Selon Paul AMEGAKPO, directeur résidant du NDI en Guinée, cette rencontre vise justement à trouver des solutions aux divergences liées à la conduite du processus électoral. « La 5ème réunion qui se tient ici aujourd’hui, s’inscrit dans la logique de faciliter les échanges entre acteurs autour du processus de révision du fichier électoral qui vient de s’achever. Il y a eu des divergences autour de ce processus, et nous sommes tous informés qu’il y a des griefs qui sont portés au processus en termes d’enrôlement de mineurs, en termes de difficultés d’enrôlement ici et ailleurs.

Or, tout le monde sait que le fichier est un élément central pour la crédibilité des élections. Et, le CIP a pour vocation d’encourager la transparence et l’inclusion de tous les partenaires dans le processus. C’est pour cela que le NDI, nonobstant ces moments de fin d’année, soutient la tenue de cette réunion pour que la CENI puisse apporter des réponses fiables aux différents acteurs sur la manière dont le processus est conduit, sur les griefs qui sont portés au processus, les réponses que la CENI compte apporter à cela, surtout l’étape d’affichage et de correction du fichier. Puisqu’il est très important que les bons électeurs se retrouvent dans le fichier, parce que c’est justement eux qui iront aux urnes le 16 février 2020 », a-t-il dit.

Ce partenaire du processus électoral guinéen plaide pour des élections inclusives. Ce qui implique, selon lui, la transparence du processus d’organisation du scrutin. « Les élections sans la transparence ne servent à rien. La participation aux élections est libre. Mais ce qui est mieux, c’est que les élections soient inclusives. A quoi sert d’organiser des élections si les principaux partis politiques n’y prennent pas part ? Nous osons croire qu’à travers les exercices que nous tenons actuellement à travers ce CIP, les informations qui seront partagées ici et qui vont arriver à chaque acteur, aideraient à une bonne réflexion et à un changement d’attitude vis-à-vis du processus, à travers une confiance rétablie qui amènerait les acteurs qui ne sont impliqués aujourd’hui à s’y investir », a dit Paul AMEGAKPO.

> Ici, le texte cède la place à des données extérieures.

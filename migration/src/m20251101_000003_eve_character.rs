use sea_orm_migration::{prelude::*, schema::*};

static IDX_EVE_CHARACTER_CORPORATION_ID: &str = "idx-eve_character-corporation_id";
static IDX_EVE_CHARACTER_ALLIANCE_ID: &str = "idx-eve_character-alliance_id";

#[derive(DeriveMigrationName)]
pub struct Migration;

#[async_trait::async_trait]
impl MigrationTrait for Migration {
    async fn up(&self, manager: &SchemaManager) -> Result<(), DbErr> {
        manager
            .create_table(
                Table::create()
                    .table(EveCharacter::Table)
                    .if_not_exists()
                    .col(pk_auto(EveCharacter::Id))
                    .col(big_integer_uniq(EveCharacter::CharacterId))
                    .col(string(EveCharacter::Name))
                    .col(big_integer(EveCharacter::CorporationId))
                    .col(big_integer_null(EveCharacter::AllianceId))
                    .col(timestamp(EveCharacter::CreatedAt))
                    .col(timestamp(EveCharacter::AffiliationUpdatedAt))
                    .to_owned(),
            )
            .await?;

        manager
            .create_index(
                Index::create()
                    .name(IDX_EVE_CHARACTER_CORPORATION_ID)
                    .table(EveCharacter::Table)
                    .col(EveCharacter::CorporationId)
                    .to_owned(),
            )
            .await?;

        manager
            .create_index(
                Index::create()
                    .name(IDX_EVE_CHARACTER_ALLIANCE_ID)
                    .table(EveCharacter::Table)
                    .col(EveCharacter::AllianceId)
                    .to_owned(),
            )
            .await?;

        Ok(())
    }

    async fn down(&self, manager: &SchemaManager) -> Result<(), DbErr> {
        manager
            .drop_index(
                Index::drop()
                    .name(IDX_EVE_CHARACTER_ALLIANCE_ID)
                    .table(EveCharacter::Table)
                    .to_owned(),
            )
            .await?;

        manager
            .drop_index(
                Index::drop()
                    .name(IDX_EVE_CHARACTER_CORPORATION_ID)
                    .table(EveCharacter::Table)
                    .to_owned(),
            )
            .await?;

        manager
            .drop_table(Table::drop().table(EveCharacter::Table).to_owned())
            .await?;

        Ok(())
    }
}

#[derive(DeriveIden)]
pub enum EveCharacter {
    Table,
    Id,
    CharacterId,
    Name,
    CorporationId,
    AllianceId,
    CreatedAt,
    AffiliationUpdatedAt,
}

Djénabou Touré, directrice du département fichier électoral à la CENI

Dans ses exposés devant les quelques partis politiques et organisations de la société civile présents à la rencontre, la CENI a tenté de rassurer les acteurs du processus électoral. Djénabou Touré, directrice du département fichier électoral à la CENI, a laissé entendre que toutes les dispositions sont prises pour avoir un fichier propre. C’est la raison pour laquelle, explique-t-elle, que l’affichage des listes électorales a été reporté. « Nous avons décidé de reporter l’affichage des listes électorales provisoires. C’est dû d’abord à l’engagement que la CENI elle-même s’est fixée, c’est-à-dire l’épuration du fichier électoral. Nous avons acquis un outil qui a été validé après l’enrôlement sur le terrain, qui était la détection des présumés mineurs.

Présumés mineurs, parce que dans la base de données, nous n’avons personne qui s’est enrôlé qui soit en deçà de 18 ans. Mais, l’outil part sur l’analyse faciale des électeurs et nous identifie les présumés mineurs, selon les intervalles des âges notamment de 6 à 12 ans, de 12 à 14 ans ou à 16 ans. Donc, ce travail va être finalisé. Donc, nous allons complètement invalider ces présumés mineurs, selon les visages. Donc, nous avons décidé de repousser la date d’affichage des listes électorales provisoires jusqu’au 4 janvier 2020, afin que le fichier qui va sortir soit un fichier débarrassé de tout soupçon lié à l’enrôlement de mineurs sur notre base de données », a-t-elle souligné.

A rappeler qu’après leur retrait du processus électoral, les principaux partis d’opposition du pays ont promis d’empêcher la tenue des élections législatives jusqu’à ce que les conditions de transparence et de crédibilité du scrutin soient réunies.